Friday, July 24, 2009

Always Present

Events that have transpired this week:
1. My stepdad, Bill's father was hospitalized - and we learned he would never come home
2. PRAYED HARD....multiple times!!! God sustained a great man while family from hundreds of miles came to see him.
3. We discovered water had saturated our living room carpet for the second time in less than a year
4. Prayed that I wouldn't lose it; I managed not to!
5. Met with our apartment manager after the water remained on our floor, virtually untouched for over 24 hours
6. Prayed that my mouth wouldn't get us thrown out of our usually wonderful apartment complex...it didn't; I was calm
7. "Jose" (some of you know who I am talking about!) ;)
8. Prayed that God will reveal everything in His time; I know that He will!
9. Jared's car broke down in a not so safe area
10. Prayed that this would be the last straw for Jared...it was!
11. Haggled with car dealers for 3 1/2 hours...to no avail
12. Prayed for patience...haha...I know...even so, we managed to maintain our clarity of mind.
13. Wised up and went to a better car dealership the next night...then another...finally, after 4 hours found a car
14. Prayed a prayer of THANKSGIVING! We have a new car!
15. Got lost going back to the dealership the next day to pick up the car, almost wrecked my car because of the rainstorm on the way...finally got there and signed on the dotted line.
16. Prayed Jared would drive our new car safely home; made it safe and sound!
17. Got a call at 1:00 A.M. this morning that Bill's father had passed away... :(
18. Prayed for my family; thanked God for Dee's amazing life -- God has been and will be glorified by the legacy he leaves.
19. Decided to take a half day off today...came home and discovered that maintenance had broken a lamp in our living room...and had not cleaned it up
20. Prayed I wouldn't cut myself cleaning up the mess; I didn't!
21. Cried as I watched "Birth Day" and scared myself by watching "Mystery Diagnosis" this afternoon
22. Prayed that I will be a great mother some day; prayed that I wouldn't contract an undiagnosable disease --Regardless...my steps will be guided by the Lord.

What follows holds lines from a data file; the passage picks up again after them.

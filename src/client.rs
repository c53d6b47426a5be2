//! Booking client: orchestrates fetch, availability checks, and the
//! submission flow.
//!
//! The client owns a [`ReservationLedger`] snapshot and replaces it
//! wholesale on every refresh; checks between refreshes run against the
//! previous snapshot. A submit cooldown guards against accidental
//! double-submission.

use std::time::{Duration, Instant};

use serde::Serialize;
use tracing::{info, warn};

use crate::booking::{BookingRequest, DayStamp, Reservation, ReservationLedger, Resource, SubmittedBooking};
use crate::config::Config;
use crate::error::{Result, ValidationError};
use crate::notify::{self, OwnerContact};
use crate::store::{ReservationStore, SheetStore, SubmitOutcome};

/// Everything the caller gets back from a successful booking.
#[derive(Debug, Clone, Serialize)]
pub struct BookingReceipt {
    /// The sanitized record that was posted to the sheet.
    pub booking: SubmittedBooking,
    /// Transport outcome of the write.
    pub outcome: SubmitOutcome,
    /// Pre-filled WhatsApp link for the owner, if it fit the length cap.
    pub notify_link: Option<String>,
}

/// Client over a reservation store.
pub struct BookingClient<S> {
    store: S,
    ledger: ReservationLedger,
    owner: OwnerContact,
    cooldown: Duration,
    last_submit: Option<Instant>,
}

impl BookingClient<SheetStore> {
    /// Build a client for the configured sheet endpoint.
    pub fn from_config(config: &Config) -> Result<Self> {
        let store = SheetStore::new(&config.sheet.url, config.sheet.timeout_secs)?;
        Ok(Self::new(
            store,
            config.owner_contact(),
            Duration::from_secs(config.booking.submit_cooldown_secs),
        ))
    }
}

impl<S: ReservationStore> BookingClient<S> {
    /// Create a client with an empty ledger; call [`refresh`](Self::refresh)
    /// to load reservations.
    pub fn new(store: S, owner: OwnerContact, cooldown: Duration) -> Self {
        Self {
            store,
            ledger: ReservationLedger::empty(),
            owner,
            cooldown,
            last_submit: None,
        }
    }

    /// Fetch the reservation list and rebuild the ledger.
    ///
    /// A read failure is not fatal: the ledger is reset to empty and the
    /// calendar stays usable with nothing blocked. Stale or missing data
    /// gets caught by the venue on review, a broken page would not.
    pub async fn refresh(&mut self) {
        match self.store.fetch_raw().await {
            Ok(raw) => {
                self.ledger = ReservationLedger::from_raw(&raw);
                info!(blocking = self.ledger.len(), "Reservation ledger refreshed");
            }
            Err(e) => {
                warn!(error = %e, "Could not load reservations; proceeding with none");
                self.ledger = ReservationLedger::empty();
            }
        }
    }

    /// The current snapshot.
    pub fn ledger(&self) -> &ReservationLedger {
        &self.ledger
    }

    /// Check availability against the current snapshot.
    pub fn is_available(&self, resource: Resource, start: DayStamp, end: Option<DayStamp>) -> bool {
        self.ledger.is_available(resource, start, end)
    }

    /// The reservation blocking the candidate, if any.
    pub fn conflict(
        &self,
        resource: Resource,
        start: DayStamp,
        end: Option<DayStamp>,
    ) -> Option<&Reservation> {
        self.ledger.conflict(resource, start, end)
    }

    /// Validate and submit a booking, then refresh the ledger.
    ///
    /// The request is checked against the current snapshot immediately
    /// before the write (including availability). The WhatsApp link is
    /// constructed but not opened; if it exceeds the length cap the
    /// notification is dropped while the submission stands. Nothing is
    /// retried automatically.
    pub async fn book(&mut self, request: BookingRequest) -> Result<BookingReceipt> {
        if let Some(last) = self.last_submit {
            if last.elapsed() < self.cooldown {
                return Err(ValidationError::SubmitCooldown.into());
            }
        }
        self.last_submit = Some(Instant::now());

        let booking = request.validate(&self.ledger, DayStamp::today())?;
        let outcome = self.store.submit(&booking).await?;
        info!(
            resource = %booking.resource,
            start = %booking.start_date,
            end = %booking.end_date,
            "Booking submitted"
        );

        let notify_link = match notify::whatsapp_link(&self.owner, &booking) {
            Ok(link) => Some(link),
            Err(e) => {
                warn!(error = %e, "Skipping owner notification");
                None
            }
        };

        // Pick up the row we just wrote (and anything else new).
        self.refresh().await;

        Ok(BookingReceipt {
            booking,
            outcome,
            notify_link,
        })
    }
}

And it's only Fridayafternoon...those are just some of the events...and that's just a small list of the prayers. I can't imagine not having God to turn to when life is chaotic. God - on those weeks that I turn to You multiple times a day - and on those days where I go about practically failing to pay attention to You...THANK YOU for caring and for ALWAYS being there!!!!

Thursday, July 16, 2009

Live for Today

When I moved to Blacksburg over 4 years ago, I remember sulking because I missed my friends and family so much.  In fact, I sulked so much that I believe I missed out on developing some really great friendships.  When we moved to Charlotte, I missed my job a lot!  I realized today that I actually have been yearning for that part of my life back and am missing out on what I do have - albeit a job that I'm not particularly fond of all of the time.  Lately I've been worried about the economy and what we would do if Jared or I lost our jobs, worried about friends and family and have agonized over a delayed dream.  It seems that there is always something to miss in the past and something to worry about in the future.  That's not how we're supposed to live!  Matthew 6: 34 says, "Therefore do now worry about tomorrow, for tomorrow will worry about its own things.  Sufficient for the day is its own trouble."  That's not a very encouraging verse - unless you like thinking about how today has a lot of troubles - unless you read the verse before it, "But seek first the kingdom of God and His righteousness, and all these things shall be added to you."  Instead of thinking about the past, or worrying about the future, we should be focusing on seeking God and becoming more like Him now.  So I challenge you to look around and ask God to show you how to live today to the fullest. While it's nice to have memories and important to plan for the future, it's even better to live in the moment with your steps being directed by God.